Anyway, Jessie continued, quite a lot of these placard people…

‘You mean, as distinct from the thief people?’

‘Yeah, that’s right.’

…believed that it was a mistake to have opened up the grave at all, just for some house to be built, let alone to have removed the bones from their ancient resting place and bundled them away. The stuff, gold and whatever it was, belonged to Meddlett. But people were quite superstitious, as well. There was a lot of talk about the grave-opening bringing bad luck.

‘As in crop failure? Plagues of boils? The curse of Mead?’

He laughed as he took a last long toke from the joint. Smoke scorched his throat.

Jessie looked narrowly at him and then started work on a fresh construction.

‘All right, you rip it as much as you like. I’m just telling you, that’s what some people think. And maybe, just maybe, this business with your wife is the start. Have you thought about that? Perhaps she’s superstitious too.’

The dog snored in its armchair. The room was definitely warm now.

Another eternity passed.

‘You could say that the bad luck started right away, with the robbery. The security guard certainly would,’ Amos mused.

‘Yeah.’

They lapsed into silence again. In some way, this inconclusive talk had eased his heart. Mentioning Katherine and listening to Jessie’s theory had helped to put her at a little distance. He found he could begin to contemplate an interval without her.

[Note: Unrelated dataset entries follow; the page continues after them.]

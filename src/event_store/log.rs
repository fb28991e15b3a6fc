//! Event file framing: `[u32 big-endian length][serde_json EventMessage]`

use std::io::{self, Read};

use serde::Serialize;

use crate::error::Result;
use crate::types::EventMessage;

/// Size of the length prefix
pub(crate) const LEN_PREFIX: usize = 4;

/// Encode one event as a framed record
pub(crate) fn encode_record<E: Serialize>(event: &EventMessage<E>) -> Result<Vec<u8>> {
    let body = serde_json::to_vec(event)?;
    let len = u32::try_from(body.len()).map_err(|_| {
        io::Error::new(
            io::ErrorKind::InvalidInput,
            format!("event of {} bytes exceeds the record size limit", body.len()),
        )
    })?;

    let mut record = Vec::with_capacity(LEN_PREFIX + body.len());
    record.extend_from_slice(&len.to_be_bytes());
    record.extend_from_slice(&body);
    Ok(record)
}

/// One step of reading an event file
#[derive(Debug, PartialEq, Eq)]
pub(crate) enum Frame {
    /// A whole record body
    Record(Vec<u8>),
    /// Clean end of file
    End,
    /// The file ends inside its last record; `valid_len` is where that record starts
    Torn { valid_len: u64 },
    /// A length prefix that cannot be right; records may follow it
    Corrupt { at: u64, reason: String },
}

/// Sequential record reader tracking the byte offset of the next record
pub(crate) struct RecordReader<R> {
    reader: R,
    offset: u64,
    end: u64,
}

impl<R: Read> RecordReader<R> {
    /// `offset` is the file position `reader` is already at, `end` the file length
    pub(crate) fn new(reader: R, offset: u64, end: u64) -> Self {
        Self {
            reader,
            offset,
            end,
        }
    }

    /// Offset of the next unread record
    pub(crate) fn offset(&self) -> u64 {
        self.offset
    }

    pub(crate) fn next_frame(&mut self) -> io::Result<Frame> {
        let mut header = [0u8; LEN_PREFIX];
        match read_full(&mut self.reader, &mut header)? {
            0 => return Ok(Frame::End),
            n if n < LEN_PREFIX => return Ok(Frame::Torn { valid_len: self.offset }),
            _ => {}
        }

        let len = u64::from(u32::from_be_bytes(header));
        let remaining = self.end.saturating_sub(self.offset + LEN_PREFIX as u64);
        if len > remaining {
            return self.overrun(len, remaining);
        }

        let mut body = vec![0u8; len as usize];
        if read_full(&mut self.reader, &mut body)? < body.len() {
            return Ok(Frame::Torn { valid_len: self.offset });
        }

        self.offset += LEN_PREFIX as u64 + len;
        Ok(Frame::Record(body))
    }

    /// The prefix claims more bytes than the file holds.
    ///
    /// An interrupted append leaves a body that is a cut-off JSON value. If
    /// the rest of the file instead starts with a complete value, the prefix
    /// itself is wrong and truncating would discard good records.
    fn overrun(&mut self, len: u64, remaining: u64) -> io::Result<Frame> {
        let mut rest = Vec::with_capacity(remaining as usize);
        (&mut self.reader).take(remaining).read_to_end(&mut rest)?;

        let mut values =
            serde_json::Deserializer::from_slice(&rest).into_iter::<serde::de::IgnoredAny>();
        match values.next() {
            Some(Ok(_)) => Ok(Frame::Corrupt {
                at: self.offset,
                reason: format!(
                    "record length {len} overruns the file but a whole record follows it"
                ),
            }),
            _ => Ok(Frame::Torn { valid_len: self.offset }),
        }
    }
}

/// Fill `buf` as far as the reader allows; returns the bytes read
fn read_full<R: Read>(reader: &mut R, buf: &mut [u8]) -> io::Result<usize> {
    let mut filled = 0;
    while filled < buf.len() {
        match reader.read(&mut buf[filled..]) {
            Ok(0) => break,
            Ok(n) => filled += n,
            Err(e) if e.kind() == io::ErrorKind::Interrupted => continue,
            Err(e) => return Err(e),
        }
    }
    Ok(filled)
}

In fact the whole world had receded, he noticed, and his bewilderment at the events of the last few days along with it. He listened to the winding music with minute attention. It was nothing like ‘Crawling King Snake’, but it was all right. Jessie’s head was bent, and he could see the pale skin of her scalp where the hair parted. She was very pretty. They seemed to have been talking for hours, and he was gradually overcome with the desire to be closer to her. The odd tricks that time was playing made it easy to forget years. Not much had intervened, after all, since he sat in Selwyn’s college rooms respectfully listening to the new Doors album and watching Miranda Huggett twining her fingers in the air. It was the same, all the same. Time and age. What did they matter? Amos slid off his chair and went to sit beside Jessie on the sofa. His arm circled her shoulders. She sighed a little, and he took this as a good sign. He began to kiss her.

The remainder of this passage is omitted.